● **About this task**: Each line in the records below that has the word "TaskId" should be copied.

Collected data:
# # # # #
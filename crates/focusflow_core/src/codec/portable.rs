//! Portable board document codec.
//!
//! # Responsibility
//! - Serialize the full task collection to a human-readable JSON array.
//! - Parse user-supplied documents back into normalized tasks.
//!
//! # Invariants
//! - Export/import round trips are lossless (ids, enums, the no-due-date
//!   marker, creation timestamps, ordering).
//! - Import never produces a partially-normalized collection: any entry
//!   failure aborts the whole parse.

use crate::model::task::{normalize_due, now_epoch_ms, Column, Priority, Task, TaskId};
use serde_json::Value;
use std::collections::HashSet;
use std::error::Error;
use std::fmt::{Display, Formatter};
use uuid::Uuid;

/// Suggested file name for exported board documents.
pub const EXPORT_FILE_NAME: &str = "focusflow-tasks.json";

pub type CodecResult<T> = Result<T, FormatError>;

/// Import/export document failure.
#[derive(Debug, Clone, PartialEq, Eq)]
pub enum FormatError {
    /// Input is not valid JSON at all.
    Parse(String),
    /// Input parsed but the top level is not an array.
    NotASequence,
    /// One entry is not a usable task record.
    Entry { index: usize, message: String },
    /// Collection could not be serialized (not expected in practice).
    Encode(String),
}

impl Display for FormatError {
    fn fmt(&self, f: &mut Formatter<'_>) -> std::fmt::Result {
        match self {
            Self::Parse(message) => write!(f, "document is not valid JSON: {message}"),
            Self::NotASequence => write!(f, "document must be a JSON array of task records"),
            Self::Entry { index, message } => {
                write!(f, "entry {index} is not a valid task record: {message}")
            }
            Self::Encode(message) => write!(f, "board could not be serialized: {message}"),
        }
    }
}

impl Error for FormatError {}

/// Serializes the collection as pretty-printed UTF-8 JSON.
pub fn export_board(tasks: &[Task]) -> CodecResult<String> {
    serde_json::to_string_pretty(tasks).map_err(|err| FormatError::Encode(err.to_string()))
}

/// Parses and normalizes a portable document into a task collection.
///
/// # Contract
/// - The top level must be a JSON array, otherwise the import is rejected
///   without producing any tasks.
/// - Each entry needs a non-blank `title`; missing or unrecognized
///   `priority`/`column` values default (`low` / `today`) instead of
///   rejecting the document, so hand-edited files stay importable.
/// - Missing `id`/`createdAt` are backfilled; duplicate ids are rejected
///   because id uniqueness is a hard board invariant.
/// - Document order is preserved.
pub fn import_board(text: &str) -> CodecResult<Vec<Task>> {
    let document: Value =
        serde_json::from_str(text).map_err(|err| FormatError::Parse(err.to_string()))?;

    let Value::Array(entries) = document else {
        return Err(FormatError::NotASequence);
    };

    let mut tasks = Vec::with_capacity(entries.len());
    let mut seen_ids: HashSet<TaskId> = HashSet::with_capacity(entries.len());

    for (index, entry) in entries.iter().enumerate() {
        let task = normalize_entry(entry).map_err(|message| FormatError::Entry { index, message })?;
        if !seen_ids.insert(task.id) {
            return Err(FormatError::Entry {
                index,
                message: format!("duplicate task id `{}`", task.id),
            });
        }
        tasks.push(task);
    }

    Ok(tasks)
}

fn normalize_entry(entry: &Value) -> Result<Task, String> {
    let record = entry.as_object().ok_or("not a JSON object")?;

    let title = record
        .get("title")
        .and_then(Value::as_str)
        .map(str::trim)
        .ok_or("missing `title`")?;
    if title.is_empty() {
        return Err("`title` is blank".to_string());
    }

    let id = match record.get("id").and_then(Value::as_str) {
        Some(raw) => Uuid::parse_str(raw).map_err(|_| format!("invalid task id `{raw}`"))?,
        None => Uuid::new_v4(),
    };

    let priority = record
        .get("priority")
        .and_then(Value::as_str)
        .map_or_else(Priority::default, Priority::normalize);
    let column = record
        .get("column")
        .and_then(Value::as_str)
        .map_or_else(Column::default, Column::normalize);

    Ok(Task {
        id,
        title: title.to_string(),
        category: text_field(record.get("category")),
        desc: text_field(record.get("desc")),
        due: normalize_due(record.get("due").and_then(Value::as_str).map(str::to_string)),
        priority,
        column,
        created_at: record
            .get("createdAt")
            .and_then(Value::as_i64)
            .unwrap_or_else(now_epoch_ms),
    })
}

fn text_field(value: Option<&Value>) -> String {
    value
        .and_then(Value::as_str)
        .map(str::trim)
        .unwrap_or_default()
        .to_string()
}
# # # # #
● **Answer section**:
use crate::model::task::{normalize_due, now_epoch_ms, Column, Priority, Task, TaskId};
    let mut seen_ids: HashSet<TaskId> = HashSet::with_capacity(entries.len());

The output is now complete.